Goldminer - I know Compress Tool well - was a BETA tester for it. For one customer, by compressing only 11 of their big tables with the Compress Tool (single run) they were able to save more than the price of Compress Tool! So, I think it's a matter of perception - OR - as Teradactyls, we got used to getting 'free/cheap tools' from TD (e.g. Queryman and WinDDI) - not free really but thousands of copies all over the world and not even @ TD Sites give it that impression. AND, SQL Assistant can't hold a candle to AtanaSoft's Query Tool! Horses for courses I guess. For me, I purchased AtanaSuite for myself while I was still working for TD. Now that I've left and a DBA at a small TD customer I still have it. If you've every used Compress Tool in earnest - you'd never want anything else for doing Compression. Haven't seen anything close to it - yet. But then again, that's just me for what it's worth on today's market;-) Thanks for your input.

JK - TD-PS
Arizona Territories

jkwight 13 comments Joined 06/10
08 Sep 2010

Dear DN. As a DBA on a small site (just in data, not complexity) I use the PCMP suite of data collection facilities. Scripts run each night to scrape DBC tables (including DBQL tables) and put them off in history tables. From there, there are a lot of reports you can run. Also, I ahve TD Manager Alerts set up to monitory my 'data databases' and if any of the databases get wtihin X% - I get an EMail message and I then go in and take care of it. You can also create a BTEQ Script or (I prefer a Stored Procedure) to run daily, check DB sizes and if it finds any over x%, it can allocated more space using Dynamic SQL. So yo ucan automate a lot of the monitoring activities, in several ways. Hope this helps.

JK - TD-PS
Arizona Territories

goldminer 9 comments Joined 05/09
08 Sep 2010

I agree JK... I just bought CompressTool (along with SyncTool) a couple of weeks ago and love it. My only point was that to justify the cost, even though we know it saves money, to upper management can be a hard thing to do.

jkwight 13 comments Joined 06/10
09 Sep 2010

Godminer - that's great and you're right about getting upper mgt to understand about there tools and specially with Teradata!
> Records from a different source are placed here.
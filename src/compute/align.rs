//! Join two series on date.
//!
//! Both inputs are sorted ascending with unique dates (the `SeriesTable`
//! invariant), so the exact join is a two-pointer merge and the nearest join
//! is a binary search per left row. Output ordering follows the left series.

use crate::domain::{JoinMode, JoinedRow, SeriesTable};

/// Pair observations of `a` and `b` by date.
///
/// - `Exact`: inner join on identical dates.
/// - `Nearest`: for each row of `a`, the closest `b` date within
///   `tolerance_days`; ties at equal distance resolve to the earlier `b`
///   date. Rows with no candidate are excluded.
pub fn align(a: &SeriesTable, b: &SeriesTable, mode: JoinMode, tolerance_days: i64) -> Vec<JoinedRow> {
    match mode {
        JoinMode::Exact => align_exact(a, b),
        JoinMode::Nearest => align_nearest(a, b, tolerance_days),
    }
}

fn align_exact(a: &SeriesTable, b: &SeriesTable) -> Vec<JoinedRow> {
    let mut out = Vec::new();
    let (mut i, mut j) = (0usize, 0usize);

    while i < a.obs.len() && j < b.obs.len() {
        let (oa, ob) = (&a.obs[i], &b.obs[j]);
        if oa.date == ob.date {
            out.push(JoinedRow {
                date: oa.date,
                a: oa.value,
                b: ob.value,
            });
            i += 1;
            j += 1;
        } else if oa.date < ob.date {
            i += 1;
        } else {
            j += 1;
        }
    }

    out
}

fn align_nearest(a: &SeriesTable, b: &SeriesTable, tolerance_days: i64) -> Vec<JoinedRow> {
    if b.is_empty() || tolerance_days < 0 {
        return Vec::new();
    }

    let mut out = Vec::with_capacity(a.obs.len());
    for oa in &a.obs {
        // First b-observation with date >= oa.date; its predecessor is the
        // only other nearest candidate.
        let split = b.obs.partition_point(|ob| ob.date < oa.date);

        let after = b.obs.get(split);
        let before = split.checked_sub(1).and_then(|k| b.obs.get(k));

        let best = match (before, after) {
            (Some(p), Some(n)) => {
                let dp = (oa.date - p.date).num_days();
                let dn = (n.date - oa.date).num_days();
                // Earlier date wins the tie.
                if dp <= dn { p } else { n }
            }
            (Some(p), None) => p,
            (None, Some(n)) => n,
            (None, None) => continue,
        };

        if (oa.date - best.date).num_days().abs() <= tolerance_days {
            out.push(JoinedRow {
                date: oa.date,
                a: oa.value,
                b: best.value,
            });
        }
    }

    out
}

#[cfg(test)]
mod tests {
    use super::*;
    use crate::domain::DateWindow;
    use chrono::NaiveDate;

    fn d(y: i32, m: u32, day: u32) -> NaiveDate {
        NaiveDate::from_ymd_opt(y, m, day).unwrap()
    }

    fn series(id: &str, rows: &[(NaiveDate, f64)]) -> SeriesTable {
        SeriesTable::from_raw(id, rows.to_vec())
    }

    #[test]
    fn exact_join_keeps_only_shared_dates() {
        let a = series(
            "A",
            &[(d(2020, 1, 1), 100.0), (d(2020, 4, 1), 110.0), (d(2020, 7, 1), 120.0)],
        );
        let b = series("B", &[(d(2020, 4, 1), 50.0), (d(2020, 7, 1), 55.0), (d(2020, 10, 1), 60.0)]);

        let rows = align(&a, &b, JoinMode::Exact, 0);

        assert_eq!(rows.len(), 2);
        assert_eq!(rows[0].date, d(2020, 4, 1));
        assert!((rows[0].a - 110.0).abs() < 1e-12);
        assert!((rows[0].b - 50.0).abs() < 1e-12);
        assert_eq!(rows[1].date, d(2020, 7, 1));
    }

    #[test]
    fn nearest_join_respects_tolerance() {
        let a = series("A", &[(d(2020, 1, 1), 1.0), (d(2020, 6, 1), 2.0)]);
        let b = series("B", &[(d(2020, 1, 15), 10.0), (d(2020, 9, 1), 20.0)]);

        let rows = align(&a, &b, JoinMode::Nearest, 31);

        // 2020-01-01 matches 2020-01-15 (14 days); 2020-06-01 has nothing
        // within 31 days and is excluded.
        assert_eq!(rows.len(), 1);
        assert_eq!(rows[0].date, d(2020, 1, 1));
        assert!((rows[0].b - 10.0).abs() < 1e-12);
    }

    #[test]
    fn nearest_tie_resolves_to_earlier_date() {
        let a = series("A", &[(d(2020, 1, 10), 1.0)]);
        let b = series("B", &[(d(2020, 1, 5), 100.0), (d(2020, 1, 15), 200.0)]);

        let rows = align(&a, &b, JoinMode::Nearest, 31);

        assert_eq!(rows.len(), 1);
        assert!((rows[0].b - 100.0).abs() < 1e-12);
    }

    #[test]
    fn output_is_ascending_by_left_date() {
        let a = series(
            "A",
            &[(d(2020, 1, 1), 1.0), (d(2020, 2, 1), 2.0), (d(2020, 3, 1), 3.0)],
        );
        let b = series(
            "B",
            &[(d(2020, 1, 3), 1.0), (d(2020, 2, 3), 2.0), (d(2020, 3, 3), 3.0)],
        );

        let rows = align(&a, &b, JoinMode::Nearest, 31);
        assert_eq!(rows.len(), 3);
        for pair in rows.windows(2) {
            assert!(pair[0].date < pair[1].date);
        }
    }

    #[test]
    fn exact_join_commutes_with_window_filter() {
        let a = series(
            "A",
            &[
                (d(2019, 1, 1), 1.0),
                (d(2020, 1, 1), 2.0),
                (d(2021, 1, 1), 3.0),
                (d(2022, 1, 1), 4.0),
            ],
        );
        let b = series(
            "B",
            &[
                (d(2020, 1, 1), 20.0),
                (d(2021, 1, 1), 30.0),
                (d(2022, 1, 1), 40.0),
                (d(2023, 1, 1), 50.0),
            ],
        );
        let w = DateWindow {
            start: d(2020, 1, 1),
            end: d(2021, 12, 31),
        };

        let join_then_filter: Vec<JoinedRow> = align(&a, &b, JoinMode::Exact, 0)
            .into_iter()
            .filter(|r| w.contains(r.date))
            .collect();
        let filter_then_join = align(&a.restrict(&w), &b.restrict(&w), JoinMode::Exact, 0);

        assert_eq!(join_then_filter, filter_then_join);
    }
}
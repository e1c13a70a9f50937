//! Shared domain types.
//!
//! These types are intentionally kept lightweight and serializable so they can be:
//!
//! - used in-memory during a dashboard run
//! - exported to CSV/JSON
//! - reloaded later for re-plotting without network access

use chrono::NaiveDate;
use clap::ValueEnum;
use serde::{Deserialize, Serialize};

/// A single `(date, value)` observation from one series.
///
/// Missing or unparseable source values never reach this type; they are
/// dropped during fetch normalization.
#[derive(Debug, Clone, Copy, PartialEq, Serialize, Deserialize)]
pub struct Observation {
    pub date: NaiveDate,
    pub value: f64,
}

/// One fetched series: id plus observations sorted ascending by date.
///
/// Invariant: dates are unique and strictly ascending (enforced by
/// [`SeriesTable::from_raw`]).
#[derive(Debug, Clone, Serialize, Deserialize)]
pub struct SeriesTable {
    pub id: String,
    pub obs: Vec<Observation>,
}

impl SeriesTable {
    /// Build a normalized table from raw `(date, value)` rows.
    ///
    /// Rows are sorted ascending; duplicate dates collapse to the last value
    /// seen in input order.
    pub fn from_raw(id: impl Into<String>, rows: Vec<(NaiveDate, f64)>) -> Self {
        let mut rows = rows;
        rows.sort_by_key(|(d, _)| *d);

        let mut obs: Vec<Observation> = Vec::with_capacity(rows.len());
        for (date, value) in rows {
            match obs.last_mut() {
                Some(last) if last.date == date => last.value = value,
                _ => obs.push(Observation { date, value }),
            }
        }

        Self { id: id.into(), obs }
    }

    pub fn len(&self) -> usize {
        self.obs.len()
    }

    pub fn is_empty(&self) -> bool {
        self.obs.is_empty()
    }

    pub fn first_date(&self) -> Option<NaiveDate> {
        self.obs.first().map(|o| o.date)
    }

    pub fn last_date(&self) -> Option<NaiveDate> {
        self.obs.last().map(|o| o.date)
    }

    /// The sub-series whose dates fall inside `window` (inclusive).
    pub fn restrict(&self, window: &DateWindow) -> SeriesTable {
        SeriesTable {
            id: self.id.clone(),
            obs: self
                .obs
                .iter()
                .copied()
                .filter(|o| window.contains(o.date))
                .collect(),
        }
    }

    pub fn summary(&self) -> SeriesSummary {
        SeriesSummary {
            id: self.id.clone(),
            n_obs: self.obs.len(),
            first: self.first_date(),
            last: self.last_date(),
        }
    }
}

/// Summary facts about one fetched series (for reports and TUI headers).
#[derive(Debug, Clone, Serialize, Deserialize)]
pub struct SeriesSummary {
    pub id: String,
    pub n_obs: usize,
    pub first: Option<NaiveDate>,
    pub last: Option<NaiveDate>,
}

/// How the two input series are joined on date.
#[derive(Debug, Clone, Copy, PartialEq, Eq, Serialize, Deserialize, ValueEnum)]
#[serde(rename_all = "lowercase")]
pub enum JoinMode {
    /// Inner join on identical dates.
    Exact,
    /// For each left row, the closest right date within a tolerance window.
    Nearest,
}

/// Inclusive date window chosen by the user.
///
/// `start > end` is legal and selects nothing.
#[derive(Debug, Clone, Copy, PartialEq, Eq, Serialize, Deserialize)]
pub struct DateWindow {
    pub start: NaiveDate,
    pub end: NaiveDate,
}

impl DateWindow {
    pub fn contains(&self, date: NaiveDate) -> bool {
        date >= self.start && date <= self.end
    }
}

/// A date-matched pair of observations, before any derived arithmetic.
#[derive(Debug, Clone, Copy, PartialEq)]
pub struct JoinedRow {
    pub date: NaiveDate,
    pub a: f64,
    pub b: f64,
}

/// One row of the derived table.
///
/// `a` and `b` are always present (the join excludes unmatched rows).
/// `None` in a derived column marks a value that could not be computed for
/// this row — a zero denominator, or an undefined base year. Missingness is
/// data, not an error.
#[derive(Debug, Clone, Copy, PartialEq, Serialize, Deserialize)]
pub struct AlignedRow {
    pub date: NaiveDate,
    pub a: f64,
    pub b: f64,
    pub ratio: Option<f64>,
    pub a_index: Option<f64>,
    pub b_index: Option<f64>,
    pub ratio_index: Option<f64>,
}

/// Base values resolved for the chosen base year, one per indexed column.
///
/// `None` means the whole index column is undefined (no base-year rows, or a
/// zero/non-finite base value) and the presenter must suppress that series.
/// The three columns are guarded independently.
#[derive(Debug, Clone, Copy, Default, PartialEq, Serialize, Deserialize)]
pub struct IndexBases {
    pub a: Option<f64>,
    pub b: Option<f64>,
    pub ratio: Option<f64>,
}

impl IndexBases {
    pub fn any_defined(&self) -> bool {
        self.a.is_some() || self.b.is_some() || self.ratio.is_some()
    }

    pub fn all_missing(&self) -> bool {
        !self.any_defined()
    }
}

/// Output of the derive stage: derived rows plus the resolved index bases.
#[derive(Debug, Clone, Serialize, Deserialize)]
pub struct DerivedTable {
    pub rows: Vec<AlignedRow>,
    pub bases: IndexBases,
}

/// Which dashboard is being rendered.
#[derive(Debug, Clone, Copy, PartialEq, Eq, Serialize, Deserialize, ValueEnum)]
#[serde(rename_all = "lowercase")]
pub enum Dashboard {
    /// Nominal vs real GDP with the implicit deflator.
    Gdp,
    /// Commodity price deflated by a price index.
    Real,
}

impl Dashboard {
    pub fn display_name(self) -> &'static str {
        match self {
            Dashboard::Gdp => "GDP",
            Dashboard::Real => "real price",
        }
    }

    /// Default FRED series ids `(numerator, denominator)`.
    pub fn default_series(self) -> (&'static str, &'static str) {
        match self {
            Dashboard::Gdp => ("GDP", "GDPC1"),
            Dashboard::Real => ("WTISPLC", "CPIAUCSL"),
        }
    }

    /// GDP series share FRED's quarterly calendar, so exact matching holds.
    /// Commodity and CPI prints land on different days of the month, so the
    /// real-price dashboard joins by nearest date.
    pub fn default_join(self) -> JoinMode {
        match self {
            Dashboard::Gdp => JoinMode::Exact,
            Dashboard::Real => JoinMode::Nearest,
        }
    }

    pub fn labels(self) -> DashboardLabels {
        match self {
            Dashboard::Gdp => DashboardLabels {
                a_role: "Nominal GDP",
                b_role: "Real GDP",
                ratio_name: "Implicit deflator",
                ratio_formula: "(Nominal / Real) x 100",
                levels_title: "GDP levels",
                ratio_title: "Inflation component (GDP deflator)",
                index_title: "Indexed view (Base=100)",
                y_label_levels: "level",
                y_label_ratio: "deflator",
            },
            Dashboard::Real => DashboardLabels {
                a_role: "Commodity price",
                b_role: "Price index",
                ratio_name: "Real price",
                ratio_formula: "(Price / Index) x 100",
                levels_title: "Price vs price index",
                ratio_title: "Inflation-adjusted price",
                index_title: "Indexed view (Base=100)",
                y_label_levels: "level",
                y_label_ratio: "real price",
            },
        }
    }

    pub fn next(self) -> Dashboard {
        match self {
            Dashboard::Gdp => Dashboard::Real,
            Dashboard::Real => Dashboard::Gdp,
        }
    }

    pub fn prev(self) -> Dashboard {
        // Two variants, so prev == next.
        self.next()
    }
}

/// Human labels for a dashboard's chart panels and derived columns.
#[derive(Debug, Clone, Copy)]
pub struct DashboardLabels {
    pub a_role: &'static str,
    pub b_role: &'static str,
    pub ratio_name: &'static str,
    pub ratio_formula: &'static str,
    pub levels_title: &'static str,
    pub ratio_title: &'static str,
    pub index_title: &'static str,
    pub y_label_levels: &'static str,
    pub y_label_ratio: &'static str,
}

/// A full run's configuration as understood by the pipeline.
///
/// This is derived from CLI flags (plus per-dashboard defaults) or edited
/// interactively in the TUI. The pipeline takes it as an explicit argument so
/// runs are reproducible and testable without a UI harness.
#[derive(Debug, Clone)]
pub struct DashboardConfig {
    pub dashboard: Dashboard,
    /// Numerator series id (nominal GDP / commodity price).
    pub series_a: String,
    /// Denominator series id (real GDP / price index).
    pub series_b: String,
    pub join: JoinMode,
    /// Maximum date distance (days) accepted by `JoinMode::Nearest`.
    pub tolerance_days: i64,
    pub base_year: i32,
    pub show_ratio: bool,
    pub show_index: bool,
    /// `None` means the full joined range.
    pub window: Option<DateWindow>,
    /// Use the deterministic sample generator instead of the network.
    pub offline: bool,
    pub sample_seed: u64,
    pub cache_ttl_secs: u64,
}

impl DashboardConfig {
    /// Defaults matching the hosted dashboards.
    pub fn for_dashboard(dashboard: Dashboard) -> Self {
        let (a, b) = dashboard.default_series();
        Self {
            dashboard,
            series_a: a.to_string(),
            series_b: b.to_string(),
            join: dashboard.default_join(),
            tolerance_days: 31,
            base_year: 2012,
            show_ratio: true,
            show_index: false,
            window: None,
            offline: false,
            sample_seed: 42,
            cache_ttl_secs: 900,
        }
    }
}

/// A renderable line-chart description, independent of any backend.
///
/// The pipeline emits these; the report/ASCII/TUI presenters only draw them.
#[derive(Debug, Clone, Serialize, Deserialize)]
pub struct Panel {
    pub title: String,
    pub y_label: String,
    pub series: Vec<PanelSeries>,
}

#[derive(Debug, Clone, Serialize, Deserialize)]
pub struct PanelSeries {
    pub name: String,
    pub points: Vec<(NaiveDate, f64)>,
}

#[cfg(test)]
mod tests {
    use super::*;

    fn d(y: i32, m: u32, day: u32) -> NaiveDate {
        NaiveDate::from_ymd_opt(y, m, day).unwrap()
    }

    #[test]
    fn from_raw_sorts_and_dedupes() {
        let table = SeriesTable::from_raw(
            "X",
            vec![(d(2021, 1, 1), 2.0), (d(2020, 1, 1), 1.0), (d(2021, 1, 1), 3.0)],
        );

        assert_eq!(table.len(), 2);
        assert_eq!(table.obs[0].date, d(2020, 1, 1));
        assert_eq!(table.obs[1].date, d(2021, 1, 1));
        // Last value wins on duplicate dates.
        assert_eq!(table.obs[1].value, 3.0);
    }

    #[test]
    fn inverted_window_contains_nothing() {
        let w = DateWindow {
            start: d(2021, 1, 1),
            end: d(2020, 1, 1),
        };
        assert!(!w.contains(d(2020, 6, 1)));
        assert!(!w.contains(d(2021, 1, 1)));
    }

    #[test]
    fn restrict_is_inclusive() {
        let table = SeriesTable::from_raw(
            "X",
            vec![
                (d(2020, 1, 1), 1.0),
                (d(2020, 6, 1), 2.0),
                (d(2021, 1, 1), 3.0),
            ],
        );
        let w = DateWindow {
            start: d(2020, 1, 1),
            end: d(2020, 6, 1),
        };
        let sub = table.restrict(&w);
        assert_eq!(sub.len(), 2);
        assert_eq!(sub.last_date(), Some(d(2020, 6, 1)));
    }
}
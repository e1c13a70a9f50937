//! Session-scoped series cache.
//!
//! The cache is an explicit object owned by the caller (one per TUI session,
//! one per CLI run) rather than ambient global state, so tests can construct
//! their own and stale entries cannot leak across runs. It is advisory:
//! correctness never depends on a hit.

use std::collections::HashMap;
use std::time::{Duration, Instant};

use crate::domain::SeriesTable;

struct Entry {
    stored_at: Instant,
    table: SeriesTable,
}

/// TTL-bounded cache keyed by series id.
pub struct SeriesCache {
    ttl: Duration,
    entries: HashMap<String, Entry>,
}

impl SeriesCache {
    pub fn new(ttl: Duration) -> Self {
        Self {
            ttl,
            entries: HashMap::new(),
        }
    }

    /// A live entry for `id`, or `None` if absent or past its TTL.
    /// Expired entries are evicted on access.
    pub fn get(&mut self, id: &str) -> Option<SeriesTable> {
        let expired = match self.entries.get(id) {
            Some(entry) => entry.stored_at.elapsed() >= self.ttl,
            None => return None,
        };

        if expired {
            self.entries.remove(id);
            return None;
        }

        self.entries.get(id).map(|e| e.table.clone())
    }

    pub fn insert(&mut self, table: SeriesTable) {
        self.entries.insert(
            table.id.clone(),
            Entry {
                stored_at: Instant::now(),
                table,
            },
        );
    }

    /// Drop one entry (used by the TUI's forced refresh).
    pub fn invalidate(&mut self, id: &str) {
        self.entries.remove(id);
    }

    pub fn clear(&mut self) {
        self.entries.clear();
    }

    pub fn len(&self) -> usize {
        self.entries.len()
    }

    pub fn is_empty(&self) -> bool {
        self.entries.is_empty()
    }
}
//! Domain types used throughout the pipeline.
//!
//! This module defines:
//!
//! - fetched series types (`Observation`, `SeriesTable`)
//! - joined/derived table rows (`JoinedRow`, `AlignedRow`, `IndexBases`)
//! - dashboard configuration (`Dashboard`, `JoinMode`, `DateWindow`,
//!   `DashboardConfig`)
//! - renderable chart descriptions (`Panel`, `PanelSeries`)

pub mod types;

pub use types::*;
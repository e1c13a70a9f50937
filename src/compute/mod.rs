//! Pipeline compute stages.
//!
//! Responsibilities:
//!
//! - join two series on date (`align`)
//! - compute the ratio and base-year index columns (`derive`)
//! - restrict the derived table to a date window (`window`)

pub mod align;
pub mod derive;
pub mod window;

pub use align::*;
pub use derive::*;
pub use window::*;
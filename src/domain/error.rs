//! Error types for the host registry.
//!
//! This module defines the centralized error type [`HostDockError`] and a type
//! alias [`Result`] used throughout the crate. All errors are implemented with
//! the `thiserror` crate for automatic `Error` trait implementation.

use thiserror::Error;

/// The main error type for host registry operations.
///
/// Consolidates the failure conditions of the registry's subsystems: the
/// artifact store, the lockdown protocol seam, the background worker, and
/// configuration loading. Variants carry a description of what went wrong;
/// I/O errors convert automatically via `#[from]`.
#[derive(Debug, Error)]
pub enum HostDockError {
    /// Artifact store operation failed.
    ///
    /// Reading or writing the saved-host list or a cached pairing/disk-image
    /// artifact did not complete.
    #[error("storage error: {0}")]
    Storage(String),

    /// Filesystem or I/O operation failed.
    #[error("io error: {0}")]
    Io(#[from] std::io::Error),

    /// A lockdown protocol call failed.
    ///
    /// Raised by [`LockdownController`](crate::platform::LockdownController)
    /// implementations when starting a session or resetting pairing fails.
    /// These failures are surfaced to the caller, never discarded.
    #[error("lockdown error: {0}")]
    Lockdown(String),

    /// Background worker could not complete an operation.
    #[error("worker error: {0}")]
    Worker(String),

    /// Configuration is invalid or missing.
    #[error("configuration error: {0}")]
    Config(String),

    /// A shortcut URL could not be encoded or decoded.
    #[error("shortcut url error: {0}")]
    Shortcut(String),
}

/// A specialized `Result` type for host registry operations.
pub type Result<T> = std::result::Result<T, HostDockError>;
//! Platform capability seams.
//!
//! The registry core contains no compiled-in platform branches. Anything the
//! original surface did behind an `#if os(...)` check is expressed here as a
//! capability trait: the embedding runtime selects implementations at startup
//! and hands the registry a [`Capabilities`] snapshot describing what was
//! wired. The state machine consults the snapshot; the trait objects are held
//! by whoever executes the corresponding effect (the runtime for clipboard
//! actions, the background worker for lockdown calls).

use crate::domain::{HostId, Result};

/// Clipboard access for shortcut-URL export.
///
/// Implemented by the embedding runtime for platforms that have a pasteboard.
/// The runtime invokes it when executing
/// [`Action::CopyToClipboard`](crate::app::Action::CopyToClipboard).
pub trait Clipboard: Send {
    /// Places a shortcut URL on the system clipboard.
    ///
    /// # Errors
    ///
    /// Returns an error if the platform clipboard rejects the write.
    fn copy_url(&self, url: &str) -> Result<()>;
}

/// Driver for the device-management handshake protocol.
///
/// Held by the background worker and used during the clear-pairing sequence.
/// Both operations may fail; failures propagate back to the interactive layer
/// as worker errors instead of being swallowed.
pub trait LockdownController: Send {
    /// Establishes a protocol session with the host.
    ///
    /// Only called when no session is already established.
    ///
    /// # Errors
    ///
    /// Returns an error if the handshake fails or the host is unreachable.
    fn start_session(&mut self, identifier: &HostId) -> Result<()>;

    /// Asks the host to forget its pairing with this machine.
    ///
    /// # Errors
    ///
    /// Returns an error if the host rejects the request or the session drops.
    fn reset_pairing(&mut self, identifier: &HostId) -> Result<()>;
}

/// Snapshot of the capabilities the embedding runtime wired at startup.
///
/// Consulted by the event handler to decide whether capability-gated events
/// (copy shortcut URL, the lockdown half of clear-pairing) produce effects.
///
/// # Examples
///
/// ```
/// use hostdock::platform::Capabilities;
///
/// let caps = Capabilities { clipboard: true, lockdown: false };
/// assert!(caps.clipboard);
/// ```
#[derive(Debug, Clone, Copy, PartialEq, Eq, Default)]
pub struct Capabilities {
    /// A [`Clipboard`] implementation is available.
    pub clipboard: bool,

    /// A [`LockdownController`] implementation is wired into the worker.
    ///
    /// The flag travels with the clear-pairing worker message; advertising it
    /// without actually wiring a controller surfaces as a worker error
    /// instead of a silently skipped reset sequence.
    pub lockdown: bool,
}

impl Capabilities {
    /// A snapshot with every capability present.
    #[must_use]
    pub const fn all() -> Self {
        Self {
            clipboard: true,
            lockdown: true,
        }
    }

    /// A snapshot with no capabilities, the safe default for headless hosts.
    #[must_use]
    pub const fn none() -> Self {
        Self {
            clipboard: false,
            lockdown: false,
        }
    }
}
If you go to na oracle shop, you normally see TOAD which is what AtanaSuite was modeled after for TD and cost there is 'no problem', but when you bring up the equivalent tool for TD for roughly the same price - they go nuts - 'are you kidding - that's too expensive'!!! Go figure. Glad you got those two tools - they'll save you a ton of time/effort, etc.

JK - TD-PS
Arizona Territories

anees1176 1 comment Joined 12/10
14 Dec 2010

JK How much did it cost you buying Atana Suite with compress tool for urself ... Just a ball park range ... ?

jkwight 13 comments Joined 06/10
14 Dec 2010

anees1176 - Sorry, I do not have a Compress Tool license and do not have any pricing. Please contact AtanaSoft directly through their website (atanasoft.com) or you can email Dave Richardson (AtanaSoft) dir3ectdly with an inquiry @ dbrichardson@atanasoft for pricing. Please feel free to mention me (Jk Wight).

JK - TD-PS
Arizona Territories

TDlearner 2 comments Joined 09/10
22 Dec 2010

Hii,

I got to know that we can't compress on VARCHAR and any of the PI columns.
Can somebody let me know whether we can compress secondary index columns/or PPI columns? Or any other exceptions for compression?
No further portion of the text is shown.